**DESCRIPTION OF THE TASK**
All that is needed is every line of the listing below that has "BlockType".

*** Opening of SUPPLIED RECORDS ***

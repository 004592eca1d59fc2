//! # Field Validation
//!
//! Per-field checks for calendar block records. Every check returns a
//! [`ValidationError`] naming the wire field it rejects.
//!
//! | field      | constraint                        |
//! |------------|-----------------------------------|
//! | `stackId`  | non-empty, at most 255 chars      |
//! | `type`     | `gen` exactly when `id == 0`      |
//! | `dataId`   | `^[a-fA-F0-9:x]{0,255}$`          |
//! | `dataVal`  | `^[a-fA-F0-9:x]{1,255}$`          |
//! | `prevHash` | `^[a-f0-9]{64}$`                  |
//! | `hash`     | `^[a-f0-9]{64}$`                  |
//! | `sig`      | `^[a-zA-Z0-9:=+/]{1,255}$`        |

use cal_core::{BlockType, ValidationError};
use once_cell::sync::Lazy;
use regex::Regex;

use crate::block::{BlockCandidate, CalendarBlock};

static DATA_ID_RE: Lazy<Regex> =
    Lazy::new(|| Regex::new(r"^[a-fA-F0-9:x]{0,255}$").expect("invalid dataId regex"));
static DATA_VAL_RE: Lazy<Regex> =
    Lazy::new(|| Regex::new(r"^[a-fA-F0-9:x]{1,255}$").expect("invalid dataVal regex"));
static HASH_RE: Lazy<Regex> =
    Lazy::new(|| Regex::new(r"^[a-f0-9]{64}$").expect("invalid hash regex"));
static SIG_RE: Lazy<Regex> =
    Lazy::new(|| Regex::new(r"^[a-zA-Z0-9:=+/]{1,255}$").expect("invalid sig regex"));

const MAX_STACK_ID_LEN: usize = 255;

pub fn check_stack_id(stack_id: &str) -> Result<(), ValidationError> {
    if stack_id.trim().is_empty() {
        return Err(ValidationError::new("stackId", "must not be empty"));
    }
    if stack_id.len() > MAX_STACK_ID_LEN {
        return Err(ValidationError::new(
            "stackId",
            format!("must be at most {MAX_STACK_ID_LEN} chars, got {}", stack_id.len()),
        ));
    }
    Ok(())
}

/// Height 0 is reserved for `gen`, and `gen` is reserved for height 0.
pub fn check_type_for_height(id: u64, block_type: BlockType) -> Result<(), ValidationError> {
    match (id, block_type) {
        (0, BlockType::Gen) => Ok(()),
        (0, other) => Err(ValidationError::new(
            "type",
            format!("block 0 must be of type gen, got {other}"),
        )),
        (_, BlockType::Gen) => Err(ValidationError::new(
            "type",
            format!("type gen is reserved for block 0, got it at block {id}"),
        )),
        _ => Ok(()),
    }
}

pub fn check_data_id(data_id: &str) -> Result<(), ValidationError> {
    if DATA_ID_RE.is_match(data_id) {
        Ok(())
    } else {
        Err(ValidationError::new(
            "dataId",
            format!("{data_id:?} must match ^[a-fA-F0-9:x]{{0,255}}$"),
        ))
    }
}

pub fn check_data_val(data_val: &str) -> Result<(), ValidationError> {
    if DATA_VAL_RE.is_match(data_val) {
        Ok(())
    } else {
        Err(ValidationError::new(
            "dataVal",
            format!("{data_val:?} must match ^[a-fA-F0-9:x]{{1,255}}$"),
        ))
    }
}

pub fn check_prev_hash(prev_hash: &str) -> Result<(), ValidationError> {
    check_hash_format("prevHash", prev_hash)
}

pub fn check_hash(hash: &str) -> Result<(), ValidationError> {
    check_hash_format("hash", hash)
}

pub fn check_sig(sig: &str) -> Result<(), ValidationError> {
    if SIG_RE.is_match(sig) {
        Ok(())
    } else {
        Err(ValidationError::new(
            "sig",
            "must match ^[a-zA-Z0-9:=+/]{1,255}$",
        ))
    }
}

fn check_hash_format(field: &'static str, value: &str) -> Result<(), ValidationError> {
    if HASH_RE.is_match(value) {
        Ok(())
    } else {
        Err(ValidationError::new(
            field,
            format!("{value:?} must be 64 lowercase hex chars"),
        ))
    }
}

/// Validate every candidate field that does not depend on the chain head,
/// in the documented order: stackId, type, dataId, dataVal, prevHash format.
pub fn validate_candidate(candidate: &BlockCandidate) -> Result<(), ValidationError> {
    check_stack_id(&candidate.stack_id)?;
    check_type_for_height(candidate.id, candidate.block_type)?;
    check_data_id(&candidate.data_id)?;
    check_data_val(&candidate.data_val)?;
    check_prev_hash(&candidate.prev_hash)?;
    Ok(())
}

/// Validate a sealed block's schema, including `hash` and `sig` formats.
pub fn validate_block(block: &CalendarBlock) -> Result<(), ValidationError> {
    check_stack_id(&block.stack_id)?;
    check_type_for_height(block.id, block.block_type)?;
    check_data_id(&block.data_id)?;
    check_data_val(&block.data_val)?;
    check_prev_hash(&block.prev_hash)?;
    check_hash(&block.hash)?;
    check_sig(&block.sig)?;
    Ok(())
}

*** Close of SUPPLIED RECORDS ***

**SOLUTION TO THE PROBLEM**
use cal_core::{BlockType, ValidationError};
pub fn check_type_for_height(id: u64, block_type: BlockType) -> Result<(), ValidationError> {
        (0, BlockType::Gen) => Ok(()),
        (_, BlockType::Gen) => Err(ValidationError::new(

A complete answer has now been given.